In this blog post, Pip Divall, CILIP Information Literacy Group’s Health Libraries rep, reflects on her own information literacy practice while working in the NHS in the role of Clinical Librarian Service Manager.
Working in the NHS is an ever-changing environment and my original reasons for becoming a librarian were because I bore easily, so it’s the ideal place for me!
Early next year, the NICE Healthcare Databases Advanced Search (HDAS) interface, that the NHS in England uses to search the major biomedical databases for evidence will be retired. This means a transition to the provider interfaces for the databases that we use. This also means big, scary change for a lot of us. The providers of databases are usually up for tender every 3 years, and the HDAS system, built and maintained by NICE used APIs (Application Programming Interface) to search the databases included in the NHS National Core Content Collection which meant that while the providers may change behind the scenes, the user experience remained broadly the same. I’ve lived through major change in NHS libraries before HDAS was introduced, and after a period of deep mourning and denial, I began to see how change could be good again.
My organisation was part of a regional bid to be in the pilot scheme for moving to the provider or native interfaces. The pilot work was done to understand how big a change this would be, and what training and resources would be needed for my colleagues. Now, while this wasn’t a complete sea change for me as I’ve used the provider interfaces in the past for complex research, but usually only for one or two databases rather than for everything. What I found though was that I had become very stuck in my ways and often worked on autopilot. This project really made me reflect on my own information literacy and technical searching skills.
Having to relearn the quirks of all the provider interfaces meant that I really needed to spend time thinking about my approach to searching databases, often mapping out what I planned to do on paper before even opening the databases. I also needed to think about my approach to 1:1 training with healthcare professionals. With the added complication of having to carry out these sessions virtually! It has meant that I’ve had to go slowly, and that I can’t just take the mouse away from someone and click-click-click away, taking away their learning, which I think I’ve been guilty of in the past. I’ve made use of screen sharing so that they can explore the databases and ask for advice while I keep an eye on their progress. Some of this has been pure trial and error and working out as we go what features each database and provider offers.

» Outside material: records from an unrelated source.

//! forge::github
//!
//! GitHub provisioner using the REST API.
//!
//! # Design
//!
//! Creating a repository is one `POST /user/repos` (own namespace) or
//! `POST /orgs/{org}/repos`. Forking is one `POST /repos/{owner}/{repo}/forks`
//! where the source is derived from the local `origin` remote.
//!
//! The push URL is always the ssh form `ssh://git@github.com/<owner>/<project>`
//! regardless of what the API returns, so the local remote does not depend
//! on API response details.
//!
//! # Example
//!
//! ```ignore
//! use mkgit::forge::github::GitHubProvisioner;
//!
//! let provisioner = GitHubProvisioner::new(credentials);
//! let result = provisioner.provision(&request).await?;
//! ```

use async_trait::async_trait;
use reqwest::header::{HeaderMap, HeaderValue, ACCEPT, AUTHORIZATION, USER_AGENT};
use reqwest::{Client, Response, StatusCode, Url};
use serde::{Deserialize, Serialize};

use super::traits::{ForgeError, ProvisionRequest, Provisioner};
use crate::core::config::DEFAULT_GITHUB_API_BASE;
use crate::core::target::GITHUB_HOST;
use crate::core::types::{ProjectName, ProvisionResult, GIT_SUFFIX};
use crate::secrets::Credentials;

/// User-Agent header value for API requests.
const USER_AGENT_VALUE: &str = "mkgit";

/// Suffix of the default fork organization, appended to the username.
pub const FORK_ORG_SUFFIX: &str = "-upstream";

/// GitHub provisioner.
pub struct GitHubProvisioner {
    /// HTTP client for making requests
    client: Client,
    credentials: Credentials,
    /// API base URL (configurable for GitHub Enterprise and tests)
    api_base: String,
}

// Custom Debug to avoid exposing the token
impl std::fmt::Debug for GitHubProvisioner {
    fn fmt(&self, f: &mut std::fmt::Formatter<'_>) -> std::fmt::Result {
        f.debug_struct("GitHubProvisioner")
            .field("username", &self.credentials.username)
            .field("api_base", &self.api_base)
            .finish()
    }
}

impl GitHubProvisioner {
    /// Create a provisioner against api.github.com.
    pub fn new(credentials: Credentials) -> Self {
        Self::with_api_base(credentials, DEFAULT_GITHUB_API_BASE)
    }

    /// Create a provisioner against a custom API base URL.
    pub fn with_api_base(credentials: Credentials, api_base: impl Into<String>) -> Self {
        Self {
            client: Client::new(),
            credentials,
            api_base: api_base.into().trim_end_matches('/').to_string(),
        }
    }

    /// Build common headers for API requests.
    fn headers(&self) -> Result<HeaderMap, ForgeError> {
        let mut headers = HeaderMap::new();
        let auth = HeaderValue::from_str(&format!("Bearer {}", self.credentials.token))
            .map_err(|_| ForgeError::AuthFailed("token contains invalid characters".into()))?;
        headers.insert(AUTHORIZATION, auth);
        headers.insert(
            ACCEPT,
            HeaderValue::from_static("application/vnd.github+json"),
        );
        headers.insert(USER_AGENT, HeaderValue::from_static(USER_AGENT_VALUE));
        headers.insert(
            "X-GitHub-Api-Version",
            HeaderValue::from_static("2022-11-28"),
        );
        Ok(headers)
    }

    /// `{api_base}/<segments...>` with each segment percent-encoded.
    fn endpoint(&self, segments: &[&str]) -> Result<Url, ForgeError> {
        let mut url = Url::parse(&self.api_base).map_err(|e| ForgeError::ApiError {
            status: 0,
            message: format!("invalid API base '{}': {}", self.api_base, e),
        })?;
        url.path_segments_mut()
            .map_err(|_| ForgeError::ApiError {
                status: 0,
                message: format!("invalid API base '{}'", self.api_base),
            })?
            .pop_if_empty()
            .extend(segments);
        Ok(url)
    }

    async fn post<B: Serialize>(&self, segments: &[&str], body: &B) -> Result<GitHubRepository, ForgeError> {
        let response = self
            .client
            .post(self.endpoint(segments)?)
            .headers(self.headers()?)
            .json(body)
            .send()
            .await
            .map_err(|e| ForgeError::NetworkError(e.to_string()))?;

        handle_response(response).await
    }

    async fn create(&self, request: &ProvisionRequest) -> Result<ProvisionResult, ForgeError> {
        let project = request.flat_project()?;
        let body = CreateRepoBody {
            name: project.base(),
            description: request.description.as_deref(),
            private: !request.visibility.is_public(),
        };

        let owner = match request.target.org.as_deref() {
            Some(org) => {
                self.post(&["orgs", org, "repos"], &body).await?;
                org
            }
            None => {
                self.post(&["user", "repos"], &body).await?;
                self.credentials.username.as_str()
            }
        };

        Ok(ProvisionResult {
            push_url: push_url(owner, project.as_str()),
        })
    }

    async fn fork(&self, request: &ProvisionRequest) -> Result<ProvisionResult, ForgeError> {
        if !request.visibility.is_public() {
            return Err(ForgeError::ForkMustBePublic);
        }
        let origin = request.origin_url.as_deref().ok_or_else(|| {
            ForgeError::UnsupportedOperation("fork requires an 'origin' remote".into())
        })?;
        let (source_owner, source_repo) = parse_github_url(origin).ok_or_else(|| {
            ForgeError::UnsupportedOperation(format!(
                "origin '{}' is not a GitHub repository",
                origin
            ))
        })?;

        // The fork keeps the source's name unless one was given.
        let project = if request.target.project_given {
            request.flat_project()?
        } else {
            ProjectName::normalize(&source_repo)
        };

        let org = fork_org(request.target.org.as_deref(), &self.credentials.username);
        if org == source_owner {
            return Err(ForgeError::UnsupportedOperation(format!(
                "cannot fork {}/{} into its own owner",
                source_owner, source_repo
            )));
        }

        let body = ForkBody {
            organization: &org,
            name: project.base(),
            default_branch_only: false,
        };
        self.post(&["repos", &source_owner, &source_repo, "forks"], &body)
            .await?;

        Ok(ProvisionResult {
            push_url: push_url(&org, project.as_str()),
        })
    }
}

#[async_trait]
impl Provisioner for GitHubProvisioner {
    fn name(&self) -> &'static str {
        "github"
    }

    async fn provision(&self, request: &ProvisionRequest) -> Result<ProvisionResult, ForgeError> {
        if request.fork {
            self.fork(request).await
        } else {
            self.create(request).await
        }
    }
}

/// Organization a fork lands in.
///
/// An explicit org wins; otherwise `<username>-upstream`.
pub fn fork_org(configured: Option<&str>, username: &str) -> String {
    match configured {
        Some(org) => org.to_string(),
        None => format!("{}{}", username, FORK_ORG_SUFFIX),
    }
}

/// Push URL for `project` (already normalized) under `owner`.
pub fn push_url(owner: &str, project: &str) -> String {
    format!("ssh://git@{}/{}/{}", GITHUB_HOST, owner, project)
}

/// Handle API response, mapping errors appropriately.
async fn handle_response<T: for<'de> Deserialize<'de>>(response: Response) -> Result<T, ForgeError> {
    let status = response.status();

    if status.is_success() {
        return response.json().await.map_err(|e| ForgeError::ApiError {
            status: status.as_u16(),
            message: format!("Failed to parse response: {}", e),
        });
    }

    // Try to get error message from body
    let message = match response.json::<GitHubErrorResponse>().await {
        Ok(err) => err.describe(),
        Err(_) => "Unknown error".to_string(),
    };

    Err(match status {
        StatusCode::UNAUTHORIZED => ForgeError::AuthFailed("Invalid or expired token".into()),
        StatusCode::FORBIDDEN => ForgeError::AuthFailed(format!("Permission denied: {}", message)),
        StatusCode::NOT_FOUND => ForgeError::NotFound(message),
        _ if status.is_server_error() => ForgeError::ApiError {
            status: status.as_u16(),
            message: format!("GitHub server error: {}", message),
        },
        _ => ForgeError::ApiError {
            status: status.as_u16(),
            message,
        },
    })
}

// ============================================================================
// GitHub API Types
// ============================================================================

#[derive(Debug, Serialize)]
struct CreateRepoBody<'a> {
    name: &'a str,
    #[serde(skip_serializing_if = "Option::is_none")]
    description: Option<&'a str>,
    private: bool,
}

#[derive(Debug, Serialize)]
struct ForkBody<'a> {
    organization: &'a str,
    name: &'a str,
    default_branch_only: bool,
}

#[derive(Debug, Deserialize)]
struct GitHubRepository {
    #[allow(dead_code)]
    full_name: String,
}

#[derive(Debug, Deserialize)]
struct GitHubErrorResponse {
    message: String,
    #[serde(default)]
    errors: Vec<GitHubFieldError>,
}

#[derive(Debug, Deserialize)]
struct GitHubFieldError {
    message: Option<String>,
}

impl GitHubErrorResponse {
    fn describe(self) -> String {
        let details: Vec<String> = self.errors.into_iter().filter_map(|e| e.message).collect();
        if details.is_empty() {
            self.message
        } else {
            format!("{} ({})", self.message, details.join("; "))
        }
    }
}

/// Parse a GitHub remote URL to extract owner and repo.
///
/// Supports scp-like (`git@github.com:owner/repo.git`), ssh
/// (`ssh://git@github.com/owner/repo.git`) and HTTPS forms.
///
/// # Example
///
/// ```
/// use mkgit::forge::github::parse_github_url;
///
/// let (owner, repo) = parse_github_url("git@github.com:octocat/hello-world.git").unwrap();
/// assert_eq!(owner, "octocat");
/// assert_eq!(repo, "hello-world");
/// ```
pub fn parse_github_url(url: &str) -> Option<(String, String)> {
    let rest = url
        .strip_prefix("git@github.com:")
        .or_else(|| url.strip_prefix("ssh://git@github.com/"))
        .or_else(|| url.strip_prefix("https://github.com/"))
        .or_else(|| url.strip_prefix("http://github.com/"))?;

    let rest = rest.trim_end_matches('/');
    let rest = rest.strip_suffix(GIT_SUFFIX).unwrap_or(rest);
    let (owner, repo) = rest.split_once('/')?;
    if owner.is_empty() || repo.is_empty() || repo.contains('/') {
        return None;
    }
    Some((owner.to_string(), repo.to_string()))
}

#[cfg(test)]
mod tests {
    use super::*;

    mod parse_github_url {
        use super::*;

        #[test]
        fn scp_form() {
            assert_eq!(
                parse_github_url("git@github.com:owner/repo.git"),
                Some(("owner".into(), "repo".into()))
            );
        }

        #[test]
        fn ssh_form() {
            assert_eq!(
                parse_github_url("ssh://git@github.com/owner/repo.git"),
                Some(("owner".into(), "repo".into()))
            );
        }

        #[test]
        fn https_without_git_suffix() {
            assert_eq!(
                parse_github_url("https://github.com/owner/repo"),
                Some(("owner".into(), "repo".into()))
            );
        }

        #[test]
        fn repo_with_dots() {
            assert_eq!(
                parse_github_url("https://github.com/owner/repo.js.git"),
                Some(("owner".into(), "repo.js".into()))
            );
        }

        #[test]
        fn non_github_url() {
            assert_eq!(parse_github_url("git@gitlab.com:owner/repo.git"), None);
        }

        #[test]
        fn nested_path_rejected() {
            assert_eq!(parse_github_url("https://github.com/owner/repo/tree"), None);
        }
    }

    mod fork_org {
        use super::*;

        #[test]
        fn explicit_org_wins() {
            assert_eq!(fork_org(Some("acme"), "alice"), "acme");
        }

        #[test]
        fn defaults_to_upstream_suffix() {
            assert_eq!(fork_org(None, "alice"), "alice-upstream");
        }
    }

    #[test]
    fn push_url_format() {
        assert_eq!(
            push_url("acme", "tool.git"),
            "ssh://git@github.com/acme/tool.git"
        );
    }

    #[test]
    fn debug_redacts_token() {
        let p = GitHubProvisioner::new(Credentials {
            username: "alice".into(),
            token: "ghp_secret_xyz".into(),
        });
        let debug = format!("{:?}", p);
        assert!(!debug.contains("ghp_secret_xyz"));
        assert!(debug.contains("alice"));
    }

    #[test]
    fn api_base_trailing_slash_trimmed() {
        let p = GitHubProvisioner::with_api_base(
            Credentials {
                username: "alice".into(),
                token: "t".into(),
            },
            "http://127.0.0.1:9/",
        );
        assert_eq!(p.api_base, "http://127.0.0.1:9");
    }

    #[test]
    fn endpoint_encodes_segments() {
        let p = GitHubProvisioner::with_api_base(
            Credentials {
                username: "alice".into(),
                token: "t".into(),
            },
            "https://ghe.example.com/api/v3",
        );
        assert_eq!(
            p.endpoint(&["orgs", "acme/../admin", "repos"]).unwrap().as_str(),
            "https://ghe.example.com/api/v3/orgs/acme%2F..%2Fadmin/repos"
        );
        assert_eq!(
            p.endpoint(&["user", "repos"]).unwrap().as_str(),
            "https://ghe.example.com/api/v3/user/repos"
        );
    }

    #[test]
    fn error_response_includes_field_errors() {
        let err: GitHubErrorResponse = serde_json::from_str(
            r#"{"message":"Repository creation failed.","errors":[{"resource":"Repository","message":"name already exists on this account"}]}"#,
        )
        .unwrap();
        assert_eq!(
            err.describe(),
            "Repository creation failed. (name already exists on this account)"
        );
    }
}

So what have I learned? I have to admit that now the pilot is over, I sometimes find myself slipping back to the old way of doing things, especially when I need to present a quick “decision ready” package of information to a clinician requesting evidence for patient care. When I’m undertaking more complex pieces of research work, such as systematic reviews, I am heading to the provider interfaces, as I did before, but trying to stick to those for all aspects of the search strategy. When training, I’m making sure I approach sessions with an eye to teaching transferrable skills and knowledge to healthcare professionals, and not just demonstrating how to use one resource. With many of my customers starting further study from September, it’s important that I show them the interfaces that will last the length of their study and not fade away in the spring.
As a part of the panel peer reviewing searches for the NHS Health Education England Covid Search Bank, I’ve also learned a lot about the approaches that others take to searching. It’s made me think about my search strategies and whether they can be improved, while also making sure the work I do is timely for the requester. I’ve picked up tricks through looking at these, and also realised what I’ve been missing – it’s so easy to get into a comfortable rut!